Tuesday, January 21, 2014

A Thing of Beauty

A thing of beauty is a joy for ever:
Its loveliness increases; it will never
Pass into nothingness; but still will keep
A bower quiet for us, and a sleep
Full of sweet dreams, and health, and quiet breathing.

-John Keats

Thursday, January 02, 2014

2014

It's difficult to describe depression to those that haven't experienced it. 

It's not sadness. Not momentary. Not temporary. It doesn't dissipate with the arrival of good news, good company or good fortune. And even when you're 'cured' of it, are out of the fog, it's like stray dog on the road, hiding behind street corners and waiting to jump out at you without notice. 

It's 2014 now. This is the year I will turn 30. Before turning 30, I will have experienced 3 major depressive episodes in my life.

Each time I've been depressed, it has been a wholly different experience for me, which means that unfortunately, I don't emerge from one with a road map for future episodes. 

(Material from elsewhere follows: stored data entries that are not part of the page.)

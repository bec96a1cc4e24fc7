use std::path::{Path, PathBuf};

use serde::Serialize;
use tracing::info;

use crate::core::params::DatasetParams;
use crate::core::processing::assemble::{ChipDataset, DatasetReport};
use crate::error::Result;

#[derive(Debug, Clone, Serialize)]
pub struct FailureSummary {
    pub path: PathBuf,
    pub error: String,
}

/// JSON sidecar describing one dataset build
#[derive(Debug, Clone, Serialize)]
pub struct RunSummary {
    pub generated_at: String,
    pub annotations: PathBuf,
    pub ndvi_dir: PathBuf,
    pub output_dir: PathBuf,
    pub params: DatasetParams,
    pub rows: usize,
    pub treatment_rows: usize,
    pub rasters_selected: usize,
    pub rasters_chipped: usize,
    pub chips_written: usize,
    pub chips_discarded: usize,
    pub unused_chips: usize,
    pub failures: Vec<FailureSummary>,
    pub table: Option<PathBuf>,
}

impl RunSummary {
    pub fn new(
        annotations: &Path,
        ndvi_dir: &Path,
        output_dir: &Path,
        params: &DatasetParams,
        dataset: &ChipDataset,
    ) -> Self {
        let DatasetReport {
            rasters_selected,
            rasters_chipped,
            chips_written,
            chips_discarded,
            unused_chips,
            ref failures,
        } = dataset.report;
        Self {
            generated_at: chrono::Utc::now().to_rfc3339(),
            annotations: annotations.to_path_buf(),
            ndvi_dir: ndvi_dir.to_path_buf(),
            output_dir: output_dir.to_path_buf(),
            params: params.clone(),
            rows: dataset.rows.len(),
            treatment_rows: dataset.rows.iter().filter(|r| r.class.id >= 0).count(),
            rasters_selected,
            rasters_chipped,
            chips_written,
            chips_discarded,
            unused_chips,
            failures: failures
                .iter()
                .map(|f| FailureSummary {
                    path: f.path.clone(),
                    error: f.error.to_string(),
                })
                .collect(),
            table: None,
        }
    }

    pub fn with_table(mut self, table: PathBuf) -> Self {
        self.table = Some(table);
        self
    }
}

/// Write the summary as pretty JSON to `path`
pub fn write_summary(summary: &RunSummary, path: &Path) -> Result<()> {
    if let Some(parent) = path.parent() {
        if !parent.as_os_str().is_empty() {
            std::fs::create_dir_all(parent)?;
        }
    }
    let json_string = serde_json::to_string_pretty(summary)?;
    std::fs::write(path, json_string)?;
    info!("Created dataset summary: {:?}", path);
    Ok(())
}
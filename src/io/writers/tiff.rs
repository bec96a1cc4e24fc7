use std::path::{Path, PathBuf};
use std::sync::{Mutex, MutexGuard, PoisonError};

use gdal::raster::Buffer;
use gdal::spatial_ref::SpatialRef;
use gdal::{Dataset, DriverManager};
use ndarray::{Array2, ArrayView2};
use tracing::debug;

use crate::core::georef::GeoTransform;
use crate::error::{Error, Result};

// GDAL encoders are not safe to drive concurrently; every chip encode holds this.
static ENCODE_LOCK: Mutex<()> = Mutex::new(());

/// Blocking acquisition of the process-wide encode lock. A poisoned lock is
/// recovered since the guarded state is `()`.
pub(crate) fn encode_guard() -> MutexGuard<'static, ()> {
    ENCODE_LOCK.lock().unwrap_or_else(PoisonError::into_inner)
}

/// Output raster properties inherited from the source raster.
#[derive(Debug, Clone, Default)]
pub struct RasterTemplate {
    /// `EPSG:n` or WKT; empty for an ungeoreferenced output
    pub projection: String,
    pub nodata: Option<f64>,
}

/// Where an encoded chip goes.
#[derive(Debug, Clone, Copy)]
pub enum ChipTarget<'a> {
    Disk(&'a Path),
    /// Encoded through GDAL's MEM driver and decoded back into an array
    Memory,
}

#[derive(Debug)]
pub enum WrittenChip {
    Persisted(PathBuf),
    Decoded(Array2<f64>),
}

/// Single-band Float32 GeoTIFF chip encoder.
#[derive(Debug, Clone, Copy, Default)]
pub struct ChipWriter {
    pub overwrite: bool,
}

impl ChipWriter {
    pub fn new(overwrite: bool) -> Self {
        Self { overwrite }
    }

    /// Encode `data` with `transform` and the template's CRS and no-data value.
    pub fn write(
        &self,
        data: &ArrayView2<f64>,
        template: &RasterTemplate,
        transform: &GeoTransform,
        target: ChipTarget<'_>,
    ) -> Result<WrittenChip> {
        let (rows, cols) = data.dim();
        let pixels = to_f32_pixels(data, template.nodata);

        match target {
            ChipTarget::Disk(path) => {
                if path.exists() && !self.overwrite {
                    return Err(Error::FileExists {
                        path: path.to_path_buf(),
                    });
                }
                if let Some(parent) = path.parent() {
                    if !parent.as_os_str().is_empty() {
                        std::fs::create_dir_all(parent)?;
                    }
                }
                let _guard = encode_guard();
                let driver = DriverManager::get_driver_by_name("GTiff")?;
                let mut ds = driver.create_with_band_type::<f32, _>(path, cols, rows, 1)?;
                fill_dataset(&mut ds, cols, rows, pixels, template, transform)?;
                ds.flush_cache()?;
                drop(ds);
                debug!("Wrote {}x{} chip to {:?}", cols, rows, path);
                Ok(WrittenChip::Persisted(path.to_path_buf()))
            }
            ChipTarget::Memory => {
                let _guard = encode_guard();
                let driver = DriverManager::get_driver_by_name("MEM")?;
                let mut ds = driver.create_with_band_type::<f32, _>("", cols, rows, 1)?;
                fill_dataset(&mut ds, cols, rows, pixels, template, transform)?;
                let band = ds.rasterband(1)?;
                let buf = band.read_as::<f64>((0, 0), (cols, rows), (cols, rows), None)?;
                let decoded = Array2::from_shape_vec((rows, cols), buf.data().to_vec())
                    .map_err(|e| Error::Processing(format!("decoded chip shape: {e}")))?;
                Ok(WrittenChip::Decoded(decoded))
            }
        }
    }
}

fn to_f32_pixels(data: &ArrayView2<f64>, nodata: Option<f64>) -> Vec<f32> {
    data.iter()
        .map(|&v| match nodata {
            Some(nd) if v.is_nan() => nd as f32,
            _ => v as f32,
        })
        .collect()
}

fn fill_dataset(
    ds: &mut Dataset,
    cols: usize,
    rows: usize,
    pixels: Vec<f32>,
    template: &RasterTemplate,
    transform: &GeoTransform,
) -> Result<()> {
    ds.set_geo_transform(&transform.coefficients())?;
    if !template.projection.is_empty() {
        let srs = SpatialRef::from_definition(&template.projection)?;
        ds.set_spatial_ref(&srs)?;
    }
    let mut band = ds.rasterband(1)?;
    if template.nodata.is_some() {
        band.set_no_data_value(template.nodata)?;
    }
    let mut buf = Buffer::new((cols, rows), pixels);
    band.write((0, 0), (cols, rows), &mut buf)?;
    Ok(())
}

I don't how others deal with it. My best friend, who has also struggled with this for most of her life, is the only other person whose experience I have some insight into. The book that most clearly articulates something close to my experience is Emma Forrest's Your Voice in my Head. The big difference between Emma and myself is the fact that she is bipolar. I am not. 

As I embark upon 2014, my most ardent wish is to not be depressed any more. It's been more than a year now. Enough. Please stop.